This Saturday, Emmanuel Macron will continue to mark the 80th anniversary of the Liberation of France and must go, this time, to Strasbourg. Several tributes are planned.
A busy schedule. Yet another stage in a long memorial cycle around the 80th anniversary of the Liberation of France and the end of the Second World War, the President of the Republic must go to Strasbourg this Saturday, November 23.
The Head of State is expected at 11:20 a.m. at Place Broglie, to attend a military ceremony where he should pay tribute to the memory of General Leclerc and the men of the Second Armored Division, actors in the liberation of Strasbourg on November 23, 1944.
This division had promised itself, three years earlier, during the Oath of Kufra in Libya, to fight until the French flag flew again in Strasbourg. As a tribute, the latter will once again be hoisted on the spire of the city's famous cathedral.
After a speech at the university, Emmanuel Macron should then visit the former Nazi concentration camp of Natzweiler-Struthof, the only one built on French territory, Alsace being at that time annexed by the Third Reich.
The “Despite us” mentioned
Following this visit, the President of the Republic is expected to speak again, this time at the University Palace in Strasbourg. According to the Élysée, “it will be an opportunity to discuss the resistance of the Alsatians, the liberation of the territory and the always delicate subject of the forcibly incorporated from Alsace-Moselle” into the Wehrmacht.
Indeed, considered German since the annexation, more than 130,000 Alsatians and Mosellans, nicknamed the “Despite us”, were forced to join the German army. 12,000 of them never returned to France.
The “Despite Us” were notably associated with the massacre of Oradour-sur-Glane (Haute-Vienne) in 1944, one of the worst massacres of civilians committed by the Nazis in Western Europe. They have thus become a particularly taboo subject in France and the region.

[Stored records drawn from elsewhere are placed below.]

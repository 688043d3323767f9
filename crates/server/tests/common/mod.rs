//! Common test utilities for API testing with mocks.
//!
//! Provides a test fixture that builds the in-process router with mock
//! remote services injected, so the full HTTP surface can be exercised
//! without external infrastructure.

use std::net::{IpAddr, Ipv4Addr};
use std::path::PathBuf;
use std::sync::Arc;

use axum::body::Body;
use axum::http::{Request, StatusCode};
use axum::Router;
use http_body_util::BodyExt;
use serde_json::Value;
use tower::ServiceExt;

use magnetcloud_core::{
    testing::{MockCloudClient, MockSearcher},
    CloudClient, Config, LimitsConfig, MonitorConfig, Searcher, ServerConfig,
};

/// Fixture settings that individual tests tweak.
pub struct TestConfig {
    pub with_searcher: bool,
    pub with_cloud: bool,
    pub poll_interval_ms: u64,
    pub download_cooldown_secs: u64,
}

impl Default for TestConfig {
    fn default() -> Self {
        Self {
            with_searcher: true,
            with_cloud: true,
            poll_interval_ms: 20,
            download_cooldown_secs: 30,
        }
    }
}

/// Test fixture owning the router and the mock remote services.
pub struct TestFixture {
    pub router: Router,
    pub searcher: Arc<MockSearcher>,
    pub cloud: Arc<MockCloudClient>,
}

/// Response from a test request.
#[derive(Debug)]
pub struct TestResponse {
    pub status: StatusCode,
    pub body: Value,
}

impl TestFixture {
    /// Create a new test fixture with default mocks.
    pub async fn new() -> Self {
        Self::with_config(TestConfig::default()).await
    }

    /// Create a test fixture with custom configuration.
    pub async fn with_config(test_config: TestConfig) -> Self {
        let searcher = Arc::new(MockSearcher::new());
        let cloud = Arc::new(MockCloudClient::new());

        let config = Config {
            server: ServerConfig {
                host: IpAddr::V4(Ipv4Addr::LOCALHOST),
                port: 0, // Not used for in-process testing
            },
            static_dir: PathBuf::from("dist"),
            search: None,
            cloud: None,
            limits: LimitsConfig {
                download_cooldown_secs: test_config.download_cooldown_secs,
            },
            monitor: MonitorConfig {
                poll_interval_ms: test_config.poll_interval_ms,
            },
        };

        let state = Arc::new(magnetcloud_server::state::AppState::new(
            config,
            test_config
                .with_searcher
                .then(|| Arc::clone(&searcher) as Arc<dyn Searcher>),
            test_config
                .with_cloud
                .then(|| Arc::clone(&cloud) as Arc<dyn CloudClient>),
        ));

        let router = magnetcloud_server::api::create_router(state);

        Self {
            router,
            searcher,
            cloud,
        }
    }

    /// Send a GET request to the test server.
    pub async fn get(&self, path: &str) -> TestResponse {
        self.request("GET", path, None).await
    }

    /// Send a POST request with JSON body.
    pub async fn post(&self, path: &str, body: Value) -> TestResponse {
        self.request("POST", path, Some(body)).await
    }

    /// Send a POST request without a body.
    pub async fn post_empty(&self, path: &str) -> TestResponse {
        self.request("POST", path, None).await
    }

    /// Send a DELETE request.
    pub async fn delete(&self, path: &str) -> TestResponse {
        self.request("DELETE", path, None).await
    }

    /// Send a GET request and return the raw body text.
    pub async fn get_text(&self, path: &str) -> (StatusCode, String) {
        let request = Request::builder()
            .method("GET")
            .uri(path)
            .body(Body::empty())
            .unwrap();

        let response = self
            .router
            .clone()
            .oneshot(request)
            .await
            .expect("Failed to send request");

        let status = response.status();
        let body_bytes = response
            .into_body()
            .collect()
            .await
            .expect("Failed to collect body")
            .to_bytes();

        (status, String::from_utf8_lossy(&body_bytes).to_string())
    }

    /// Send a request to the test server.
    async fn request(&self, method: &str, path: &str, body: Option<Value>) -> TestResponse {
        let mut request_builder = Request::builder().method(method).uri(path);

        let request = match body {
            Some(body) => {
                request_builder = request_builder.header("Content-Type", "application/json");
                request_builder
                    .body(Body::from(body.to_string()))
                    .unwrap()
            }
            None => request_builder.body(Body::empty()).unwrap(),
        };

        let response = self
            .router
            .clone()
            .oneshot(request)
            .await
            .expect("Failed to send request");

        let status = response.status();
        let body_bytes = response
            .into_body()
            .collect()
            .await
            .expect("Failed to collect body")
            .to_bytes();

        let body: Value = if body_bytes.is_empty() {
            Value::Null
        } else {
            serde_json::from_slice(&body_bytes).unwrap_or(Value::Null)
        };

        TestResponse { status, body }
    }
}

Marc Bloch soon at the Pantheon?
Continuing his program, Emmanuel Macron could also announce the entry into the Pantheon of the academic and resistance fighter Marc Bloch. Professor of medieval history at the University of Strasbourg, he was arrested by the Gestapo on March 8, 1944 and shot three months later.
At the end of his speech, the Head of State should present the Legion of Honor to his son Daniel Bloch.
At the Struthof Memorial, dedicated to the heroes and martyrs of the deportation, Emmanuel Macron will rekindle the flame at the foot of the building, after a “sober and solemn visit” to the camp, where 17,000 people lost their lives.
Finally, the President of the Republic should end his day of tributes with a visit to the Alsace-Moselle Memorial Museum, located in Schirmeck. The latter bears witness to the daily lives of the region's inhabitants between 1870 and 1945. It also pays tribute to the 36,000 Alsatians and Mosellans who died during the war.